Archive for the ‘Daniel Jatta’ Category

Daniel Jatta

December 26, 2012
Laemouahuma Daniel Jatta plays the akonting, an African instrument that may be a precursor to the banjo.

Laemouahuma Daniel Jatta plays the akonting, an African instrument that may be a precursor to the banjo.
from http://www.npr.org (August 23, 2011):

“My father was born with this instrument,” Laemouahuma Daniel Jatta says. “This is part of our history.”

Jatta, 55, is from Gambia, a member of the Jola people. He’s holding an akonting: a three-stringed instrument with a long neck and a body made from a calabash gourd with a goat skin stretched over it.

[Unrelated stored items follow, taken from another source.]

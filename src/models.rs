//! Data models for the KPI engine.
//!
//! This module contains the core data structures shared by the validator,
//! the filter engine and the aggregator: records, fields, rejections and
//! KPI results.

use chrono::NaiveDate;
use serde::{Deserialize, Serialize};
use std::fmt;

/// A raw input row as handed over by a loader.
pub type RawRow = serde_json::Map<String, serde_json::Value>;

/// A field of a [`Record`] that filters and group keys may reference.
#[derive(Debug, Clone, Copy, PartialEq, Eq, Hash, Serialize, Deserialize)]
#[serde(rename_all = "snake_case")]
pub enum Field {
    SubjectId,
    Timestamp,
    Category,
    MetricName,
    Value,
}

impl Field {
    /// All fields, in schema order.
    pub const ALL: [Field; 5] = [
        Field::SubjectId,
        Field::Timestamp,
        Field::Category,
        Field::MetricName,
        Field::Value,
    ];

    /// The column name of this field.
    pub fn name(&self) -> &'static str {
        match self {
            Field::SubjectId => "subject_id",
            Field::Timestamp => "timestamp",
            Field::Category => "category",
            Field::MetricName => "metric_name",
            Field::Value => "value",
        }
    }

    /// Resolve a column name, returning `None` for unknown names.
    pub fn from_name(name: &str) -> Option<Self> {
        Self::ALL.into_iter().find(|f| f.name() == name)
    }
}

impl fmt::Display for Field {
    fn fmt(&self, f: &mut fmt::Formatter<'_>) -> fmt::Result {
        write!(f, "{}", self.name())
    }
}

/// One validated leadership observation.
#[derive(Debug, Clone, PartialEq, Serialize, Deserialize)]
pub struct Record {
    /// Person or team being measured.
    pub subject_id: String,
    /// Day of the observation.
    pub timestamp: NaiveDate,
    /// Grouping category, e.g. a department.
    pub category: String,
    /// Name of the measured metric.
    pub metric_name: String,
    /// Measured value; finite and within the metric's range.
    pub value: f64,
}

impl Record {
    /// Returns the text value of a text field, `None` for other fields.
    pub fn text(&self, field: Field) -> Option<&str> {
        match field {
            Field::SubjectId => Some(&self.subject_id),
            Field::Category => Some(&self.category),
            Field::MetricName => Some(&self.metric_name),
            Field::Timestamp | Field::Value => None,
        }
    }
}

/// Reason code attached to a rejected row.
#[derive(Debug, Clone, Copy, PartialEq, Eq, Hash, Serialize, Deserialize)]
#[serde(rename_all = "snake_case")]
pub enum RejectReason {
    MissingField,
    TypeMismatch,
    OutOfRange,
}

impl fmt::Display for RejectReason {
    fn fmt(&self, f: &mut fmt::Formatter<'_>) -> fmt::Result {
        match self {
            RejectReason::MissingField => write!(f, "missing_field"),
            RejectReason::TypeMismatch => write!(f, "type_mismatch"),
            RejectReason::OutOfRange => write!(f, "out_of_range"),
        }
    }
}

/// A row that failed validation.
#[derive(Debug, Clone, PartialEq, Serialize, Deserialize)]
pub struct Rejection {
    /// Position of the row in the input.
    pub index: usize,
    pub reason: RejectReason,
    /// Human-readable explanation.
    pub detail: String,
    /// The offending row, untouched.
    pub row: RawRow,
}

/// Value of a KPI for one group.
///
/// `Undefined` means there was not enough data; it serializes as `null`.
#[derive(Debug, Clone, Copy, PartialEq, Serialize, Deserialize)]
#[serde(untagged)]
pub enum KpiValue {
    Defined(f64),
    Undefined,
}

impl KpiValue {
    /// Wrap a computed number; non-finite results become `Undefined`.
    pub fn from_f64(value: f64) -> Self {
        if value.is_finite() {
            KpiValue::Defined(value)
        } else {
            KpiValue::Undefined
        }
    }

    pub fn as_f64(&self) -> Option<f64> {
        match self {
            KpiValue::Defined(v) => Some(*v),
            KpiValue::Undefined => None,
        }
    }

    pub fn is_undefined(&self) -> bool {
        matches!(self, KpiValue::Undefined)
    }
}

impl fmt::Display for KpiValue {
    fn fmt(&self, f: &mut fmt::Formatter<'_>) -> fmt::Result {
        match self {
            KpiValue::Defined(v) => write!(f, "{:.2}", v),
            KpiValue::Undefined => write!(f, "undefined"),
        }
    }
}

/// Computed value of one group.
#[derive(Debug, Clone, PartialEq, Serialize, Deserialize)]
pub struct GroupValue {
    /// Group key, or `all` for ungrouped KPIs.
    pub group: String,
    pub value: KpiValue,
    /// Number of records that contributed to the value.
    pub count: usize,
}

/// Result of one KPI request.
#[derive(Debug, Clone, PartialEq, Serialize, Deserialize)]
pub struct KpiOutcome {
    /// Display label of the KPI.
    pub label: String,
    pub groups: Vec<GroupValue>,
}

impl KpiOutcome {
    /// Look up a group by key.
    pub fn group(&self, key: &str) -> Option<&GroupValue> {
        self.groups.iter().find(|g| g.group == key)
    }
}

/// Results for a batch of KPI requests, in request order.
#[derive(Debug, Clone, Default, PartialEq, Serialize, Deserialize)]
pub struct KpiResult {
    pub kpis: Vec<KpiOutcome>,
}

impl KpiResult {
    /// Look up a KPI by label.
    pub fn get(&self, label: &str) -> Option<&KpiOutcome> {
        self.kpis.iter().find(|k| k.label == label)
    }
}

Jatta’s father and cousins played the instrument, but he didn’t think much about it himself until 1974, when he was visiting the U.S. from Gambia, attending a junior college in South Carolina. He recalls watching a football game on TV with some of the other students.

“When the football ended, there was this music program from Tennessee, and they called it country music,” Jatta says. “I watched the program and saw the modern banjo being used. And the sound just sounded like my father’s akonting.”

That experience put Jatta on a journey to explore the banjo’s connections with the instrument he grew up with.

The banjo came to America with the slaves, and musicologists have long looked in West Africa for its predecessors. Much of the speculation has centered on the ngoni and the xalam, two hide-covered stringed instruments from West Africa that bear some resemblance to the banjo. But they’re just two of more than 60 similar plucked stringed instruments found in the region.

Over the next two decades, while he pursued undergraduate and graduate degrees in the U.S., Jatta learned everything he could about the origins of the banjo. Eventually, he reached a conclusion.

“Among all the instruments ever mentioned as a prototype of the banjo from the African region,” he says, “the akonting to me has more similarities, more objective similarities than any other that has ever been mentioned.”

For one thing, the akonting looks like a banjo. It has a long neck that, like those of early banjos, extends through the instrument’s gourd body. It has a movable wooden bridge that, as in banjos, holds the strings over the skin head.

But for Jatta and other banjo scholars, most convincing is how the akonting is played. Players use the index finger to strike down on one of the long strings, and the thumb sounds the akonting’s short string as the hand moves back upward. When Jatta looked at early banjo instruction books from the mid-1800s, he found that they described an almost identical playing style.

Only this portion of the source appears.